Frunce el ceño y se estremece a la vez. Parece una flor marchitándose en cámara rápida. Se le cae el mentón, se le cae la cara, se le caen los hombros, se le pliega todo el cuerpo hacia adentro.

—Las cosas se pusieron intensas —susurra, mirando hacia el piso—. No quiso hacerlo. Fue la primera vez…

—Hoy mentiroso, mañana ladrón —sentencio sin piedad—. Hoy maltratador, mañana asesino. Si empiezas a justificarlo ahora, te pasarás el resto de tu vida justificando todo lo que te haga. Cada cicatriz, cada insulto, cada moretón que nadie más puede ver. Tomaste la decisión correcta al irte.

Suelta un suspiro hondo. La tensión se le escapa por cada poro.

—Lo sé.

Oigo el aullido de otra sirena. Se nos acaba el tiempo, y no podemos quedarnos aquí para siempre. Pronto van a peinar el bosque.

Miro a Kinsley.

—Puedes bajarte si quieres.

—¿De verdad tengo opción?

—Siempre tienes opción.

—Si me voy contigo, estaré ayudando e instigando a un criminal, ¿no?

Asiento.

—Entre otras cosas. Pero toda buena historia empieza con un salto de fe, princesa. ¿Te animas a saltar?

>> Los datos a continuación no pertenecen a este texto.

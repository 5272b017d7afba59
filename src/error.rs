use thiserror::Error;

use crate::reminders::StoreError;

pub const EXIT_SUCCESS: u8 = 0;
pub const EXIT_ERROR: u8 = 1;
pub const EXIT_NOT_FOUND: u8 = 2;

#[derive(Debug, Error)]
pub enum ReminderError {
    #[error(
        "Reminders access denied. Grant access in System Settings > Privacy & Security > Reminders."
    )]
    PermissionDenied,

    #[error("List not found: {0}")]
    ListNotFound(String),

    #[error("No pending reminder found matching: {0}")]
    PendingNotFound(String),

    #[error("No reminder found matching: {0}")]
    ReminderNotFound(String),

    #[error("Error: {0}")]
    Validation(String),

    #[error("Failed to {action}: {source}")]
    Store {
        action: &'static str,
        #[source]
        source: StoreError,
    },
}

impl ReminderError {
    /// Wrap a store failure with the action that was attempted.
    pub fn store(action: &'static str) -> impl FnOnce(StoreError) -> Self {
        move |source| ReminderError::Store { action, source }
    }

    pub fn exit_code(&self) -> u8 {
        match self {
            ReminderError::ListNotFound(_)
            | ReminderError::PendingNotFound(_)
            | ReminderError::ReminderNotFound(_) => EXIT_NOT_FOUND,
            ReminderError::PermissionDenied
            | ReminderError::Validation(_)
            | ReminderError::Store { .. } => EXIT_ERROR,
        }
    }
}

pub type Result<T> = std::result::Result<T, ReminderError>;

#[cfg(test)]
mod tests {
    use super::*;

    #[test]
    fn not_found_errors_use_exit_two() {
        assert_eq!(ReminderError::ListNotFound("x".into()).exit_code(), 2);
        assert_eq!(ReminderError::PendingNotFound("x".into()).exit_code(), 2);
        assert_eq!(ReminderError::ReminderNotFound("x".into()).exit_code(), 2);
    }

    #[test]
    fn other_errors_use_exit_one() {
        assert_eq!(ReminderError::PermissionDenied.exit_code(), 1);
        assert_eq!(ReminderError::Validation("x".into()).exit_code(), 1);
        let err = ReminderError::store("add")(StoreError::Host("disk full".into()));
        assert_eq!(err.exit_code(), 1);
        assert_eq!(err.to_string(), "Failed to add: disk full");
    }
}
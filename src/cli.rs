//! Lenient argument parsing.
//!
//! Scanning is a single left-to-right pass. Options that take a value consume
//! the next token whatever it is, a trailing option leaves its value unset,
//! and tokens a command does not recognise are skipped.

use crate::output::OutputMode;

const JSON_FLAG: &str = "--json";

#[derive(Debug, Clone, PartialEq, Eq)]
pub struct Invocation {
    pub mode: OutputMode,
    pub action: Action,
}

#[derive(Debug, Clone, PartialEq, Eq)]
pub enum Action {
    /// No command given.
    Usage,
    Help,
    Version,
    Run(Command),
    Unknown(String),
}

#[derive(Debug, Clone, PartialEq, Eq)]
pub enum Command {
    Lists,
    Ls(LsOptions),
    Add(AddOptions),
    Done { search: Option<String> },
    Delete { search: Option<String> },
    Show { search: Option<String> },
}

#[derive(Debug, Clone, Default, PartialEq, Eq)]
pub struct LsOptions {
    pub list: Option<String>,
    pub all: bool,
    pub search: Option<String>,
    /// Accepted for symmetry with `add`; reminders expose no flag to filter on.
    pub flagged: bool,
}

#[derive(Debug, Clone, Default, PartialEq, Eq)]
pub struct AddOptions {
    pub title: Option<String>,
    pub notes: Option<String>,
    pub list: Option<String>,
    pub due: Option<String>,
    /// `None` when absent or not an integer.
    pub priority: Option<i64>,
    /// Accepted but not stored.
    pub flagged: bool,
}

pub fn parse<I>(args: I) -> Invocation
where
    I: IntoIterator,
    I::Item: Into<String>,
{
    let mut args: Vec<String> = args.into_iter().map(Into::into).collect();

    let before = args.len();
    args.retain(|a| a != JSON_FLAG);
    let mode = if args.len() == before {
        OutputMode::Text
    } else {
        OutputMode::Json
    };

    let mut rest = args.into_iter();
    let action = match rest.next() {
        None => Action::Usage,
        Some(command) => {
            let rest: Vec<String> = rest.collect();
            parse_command(&command, rest)
        }
    };

    Invocation { mode, action }
}

fn parse_command(command: &str, args: Vec<String>) -> Action {
    match command {
        "lists" => Action::Run(Command::Lists),
        "ls" | "list" => Action::Run(Command::Ls(parse_ls(args))),
        "add" => Action::Run(Command::Add(parse_add(args))),
        "done" | "complete" => Action::Run(Command::Done {
            search: args.into_iter().next(),
        }),
        "delete" | "rm" => Action::Run(Command::Delete {
            search: args.into_iter().next(),
        }),
        "show" => Action::Run(Command::Show {
            search: args.into_iter().next(),
        }),
        "-h" | "--help" => Action::Help,
        "-v" | "--version" => Action::Version,
        other => Action::Unknown(other.to_string()),
    }
}

fn parse_ls(args: Vec<String>) -> LsOptions {
    let mut opts = LsOptions::default();
    let mut args = args.into_iter();
    while let Some(arg) = args.next() {
        match arg.as_str() {
            "-l" | "--list" => opts.list = args.next(),
            "-a" | "--all" => opts.all = true,
            "-s" | "--search" => opts.search = args.next(),
            "-f" | "--flagged" => opts.flagged = true,
            _ => {}
        }
    }
    opts
}

fn parse_add(args: Vec<String>) -> AddOptions {
    let mut opts = AddOptions::default();
    let mut args = args.into_iter();
    while let Some(arg) = args.next() {
        match arg.as_str() {
            "-n" | "--notes" => opts.notes = args.next(),
            "-l" | "--list" => opts.list = args.next(),
            "-d" | "--due" => opts.due = args.next(),
            "-p" | "--priority" => opts.priority = args.next().and_then(|p| p.parse().ok()),
            "-f" | "--flagged" => opts.flagged = true,
            _ if opts.title.is_none() && !arg.starts_with('-') => opts.title = Some(arg.clone()),
            _ => {}
        }
    }
    opts
}

pub fn usage() -> &'static str {
    "\
Usage: reminders [--json] <command> [options]

Global options:
    --json                Print a single-line JSON document per command

Commands:
    lists                                  Show reminder lists with pending counts
    ls [-l list] [-a] [-s term] [-f]       List reminders (alias: list)
    add <title> [options]                  Add a reminder
    done <search>                          Complete the first pending match (alias: complete)
    delete <search>                        Delete the first match (alias: rm)
    show <search>                          Show every field of the first match
    -h, --help                             Show this help
    -v, --version                          Show the version

Options:
    -l, --list <name>     List name (case-insensitive)
    -n, --notes <text>    Notes for the reminder
    -d, --due <date>      Due date and time, e.g. \"1/15/24 5:00 PM\"
    -p, --priority <0-9>  0 none, 1-4 high, 5 medium, 6-9 low
    -f, --flagged         Accepted for compatibility; has no effect
    -a, --all             Include completed reminders
    -s, --search <term>   Match title or notes (case-insensitive)

Exit codes:
    0    Success
    1    Error (bad input, access denied, store failure)
    2    Not found (no matching list or reminder)

Examples:
    reminders add \"Buy groceries\" -l Personal -p 1
    reminders --json ls -s groceries
    reminders done groceries"
}

#[cfg(test)]
mod tests {
    use super::*;

    fn run(args: &[&str]) -> (OutputMode, Action) {
        let inv = parse(args.iter().copied());
        (inv.mode, inv.action)
    }

    #[test]
    fn no_arguments_is_usage() {
        assert_eq!(run(&[]), (OutputMode::Text, Action::Usage));
        assert_eq!(run(&["--json"]), (OutputMode::Json, Action::Usage));
    }

    #[test]
    fn json_flag_anywhere() {
        let (mode, action) = run(&["ls", "-a", "--json"]);
        assert_eq!(mode, OutputMode::Json);
        assert_eq!(
            action,
            Action::Run(Command::Ls(LsOptions {
                all: true,
                ..LsOptions::default()
            }))
        );

        let (mode, action) = run(&["--json", "lists"]);
        assert_eq!(mode, OutputMode::Json);
        assert_eq!(action, Action::Run(Command::Lists));
    }

    #[test]
    fn ls_options_short_and_long() {
        let (_, action) = run(&["list", "--list", "Work", "-s", "report", "--flagged", "stray"]);
        assert_eq!(
            action,
            Action::Run(Command::Ls(LsOptions {
                list: Some("Work".into()),
                all: false,
                search: Some("report".into()),
                flagged: true,
            }))
        );
    }

    #[test]
    fn value_options_take_next_token_unconditionally() {
        let (_, action) = run(&["ls", "-l", "-a"]);
        assert_eq!(
            action,
            Action::Run(Command::Ls(LsOptions {
                list: Some("-a".into()),
                ..LsOptions::default()
            }))
        );

        let (_, action) = run(&["ls", "-s"]);
        assert_eq!(action, Action::Run(Command::Ls(LsOptions::default())));
    }

    #[test]
    fn add_takes_first_bare_token_as_title() {
        let (_, action) = run(&[
            "add", "-n", "two litres", "Milk", "Bread", "-p", "3", "-l", "Shopping", "-d",
            "1/15/24 5:00 PM", "-f", "--bogus",
        ]);
        assert_eq!(
            action,
            Action::Run(Command::Add(AddOptions {
                title: Some("Milk".into()),
                notes: Some("two litres".into()),
                list: Some("Shopping".into()),
                due: Some("1/15/24 5:00 PM".into()),
                priority: Some(3),
                flagged: true,
            }))
        );
    }

    #[test]
    fn add_without_title() {
        let (_, action) = run(&["add", "-n", "notes only"]);
        assert_eq!(
            action,
            Action::Run(Command::Add(AddOptions {
                notes: Some("notes only".into()),
                ..AddOptions::default()
            }))
        );
    }

    #[test]
    fn non_numeric_priority_is_dropped() {
        let (_, action) = run(&["add", "X", "-p", "high"]);
        let Action::Run(Command::Add(opts)) = action else {
            panic!("expected add");
        };
        assert_eq!(opts.priority, None);
    }

    #[test]
    fn single_target_commands_and_aliases() {
        assert_eq!(
            run(&["complete", "milk", "extra"]).1,
            Action::Run(Command::Done {
                search: Some("milk".into())
            })
        );
        assert_eq!(
            run(&["rm", "milk"]).1,
            Action::Run(Command::Delete {
                search: Some("milk".into())
            })
        );
        assert_eq!(
            run(&["show"]).1,
            Action::Run(Command::Show { search: None })
        );
    }

    #[test]
    fn meta_commands() {
        assert_eq!(run(&["-h"]).1, Action::Help);
        assert_eq!(run(&["--help"]).1, Action::Help);
        assert_eq!(run(&["-v"]).1, Action::Version);
        assert_eq!(run(&["frobnicate"]).1, Action::Unknown("frobnicate".into()));
    }
}
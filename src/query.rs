use tokio::sync::oneshot;
use tracing::{debug, info};

use crate::error::{ReminderError, Result};
use crate::reminders::{
    Completion, CompletionFilter, Predicate, Reminder, ReminderList, ReminderStore, StoreError,
};

/// What `ls` asked for.
#[derive(Debug, Clone, Default)]
pub struct ReminderFilter {
    pub list: Option<String>,
    pub include_completed: bool,
    pub search: Option<String>,
    pub flagged_only: bool,
}

/// Block until the store answers a callback-based request.
///
/// One channel per request; the store sends exactly one value.
fn wait_for<T: Send + 'static>(start: impl FnOnce(Completion<T>)) -> std::result::Result<T, StoreError> {
    let (tx, rx) = oneshot::channel();
    start(Box::new(move |value| {
        let _ = tx.send(value);
    }));
    rx.blocking_recv().map_err(|_| StoreError::Disconnected)
}

/// Synchronous view over the host store.
///
/// Requests that wait on the store take `&mut self`, so at most one is
/// outstanding at a time.
pub struct Query {
    store: Box<dyn ReminderStore>,
}

impl Query {
    pub fn new(store: Box<dyn ReminderStore>) -> Self {
        Self { store }
    }

    pub fn request_access(&mut self) -> Result<bool> {
        let store = &self.store;
        let granted = wait_for(|done| store.request_access(done))
            .map_err(ReminderError::store("request reminders access"))?;
        info!(granted, "reminders access answered");
        Ok(granted)
    }

    /// Fetch matching reminders, ordered by title (case-insensitive) then id.
    pub fn fetch(&mut self, predicate: Predicate) -> Result<Vec<Reminder>> {
        debug!(?predicate, "fetching reminders");
        let store = &self.store;
        let mut reminders = wait_for(|done| store.fetch_reminders(predicate, done))
            .map_err(ReminderError::store("fetch reminders"))?;
        reminders.sort_by(|a, b| {
            a.title()
                .to_lowercase()
                .cmp(&b.title().to_lowercase())
                .then_with(|| a.id.cmp(&b.id))
        });
        debug!(count = reminders.len(), "fetched reminders");
        Ok(reminders)
    }

    pub fn default_list(&self) -> Option<ReminderList> {
        self.store.default_list()
    }

    /// Every list whose name equals `name`, ignoring case.
    pub fn matching_lists(&self, name: &str) -> Result<Vec<ReminderList>> {
        let lists: Vec<ReminderList> = self
            .store
            .lists()
            .into_iter()
            .filter(|l| l.is_named(name))
            .collect();
        if lists.is_empty() {
            return Err(ReminderError::ListNotFound(name.to_string()));
        }
        Ok(lists)
    }

    pub fn find_list(&self, name: &str) -> Result<ReminderList> {
        self.matching_lists(name)?
            .into_iter()
            .next()
            .ok_or_else(|| ReminderError::ListNotFound(name.to_string()))
    }

    /// All lists with pending and total counts filled in.
    pub fn lists_with_counts(&mut self) -> Result<Vec<ReminderList>> {
        let mut lists = self.store.lists();
        for list in &mut lists {
            let scope = Some(vec![list.id.clone()]);
            list.pending = self.fetch(Predicate::incomplete(scope.clone()))?.len();
            list.total = self.fetch(Predicate::any(scope))?.len();
        }
        Ok(lists)
    }

    pub fn search(&mut self, filter: &ReminderFilter) -> Result<Vec<Reminder>> {
        let scope = match filter.list.as_deref() {
            Some(name) => Some(
                self.matching_lists(name)?
                    .into_iter()
                    .map(|l| l.id)
                    .collect(),
            ),
            None => None,
        };
        let predicate = if filter.include_completed {
            Predicate::any(scope)
        } else {
            Predicate::incomplete(scope)
        };

        let mut reminders = self.fetch(predicate)?;
        if let Some(term) = filter.search.as_deref() {
            reminders.retain(|r| r.matches(term));
        }
        if filter.flagged_only {
            debug!("flagged filter requested; reminders carry no flag, ignoring");
        }
        Ok(reminders)
    }

    /// First reminder (in fetch order) whose title or notes contain `term`.
    pub fn find_first(&mut self, term: &str, completion: CompletionFilter) -> Result<Reminder> {
        let predicate = Predicate {
            lists: None,
            completion,
        };
        self.fetch(predicate)?
            .into_iter()
            .find(|r| r.matches(term))
            .ok_or_else(|| match completion {
                CompletionFilter::Incomplete => ReminderError::PendingNotFound(term.to_string()),
                CompletionFilter::Any => ReminderError::ReminderNotFound(term.to_string()),
            })
    }

    pub fn save(&self, reminder: &mut Reminder) -> std::result::Result<(), StoreError> {
        self.store.save(reminder)
    }

    pub fn remove(&self, reminder: &Reminder) -> std::result::Result<(), StoreError> {
        self.store.remove(reminder)
    }
}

Traga saliva. Eso lo decide. Cuando levanta la vista hacia mí, veo determinación en sus ojos.

—A la mierda. Vámonos.

Empiezo a dar marcha atrás por el camino de tierra.

—Esa es la actitud.

—¿Qué dirás si nos atrapan? —cavila.

—Fácil —respondo—. Toda novia necesita un novio. Y tú estás buscando uno nuevo. Así que… hasta que la muerte nos separe, princesa.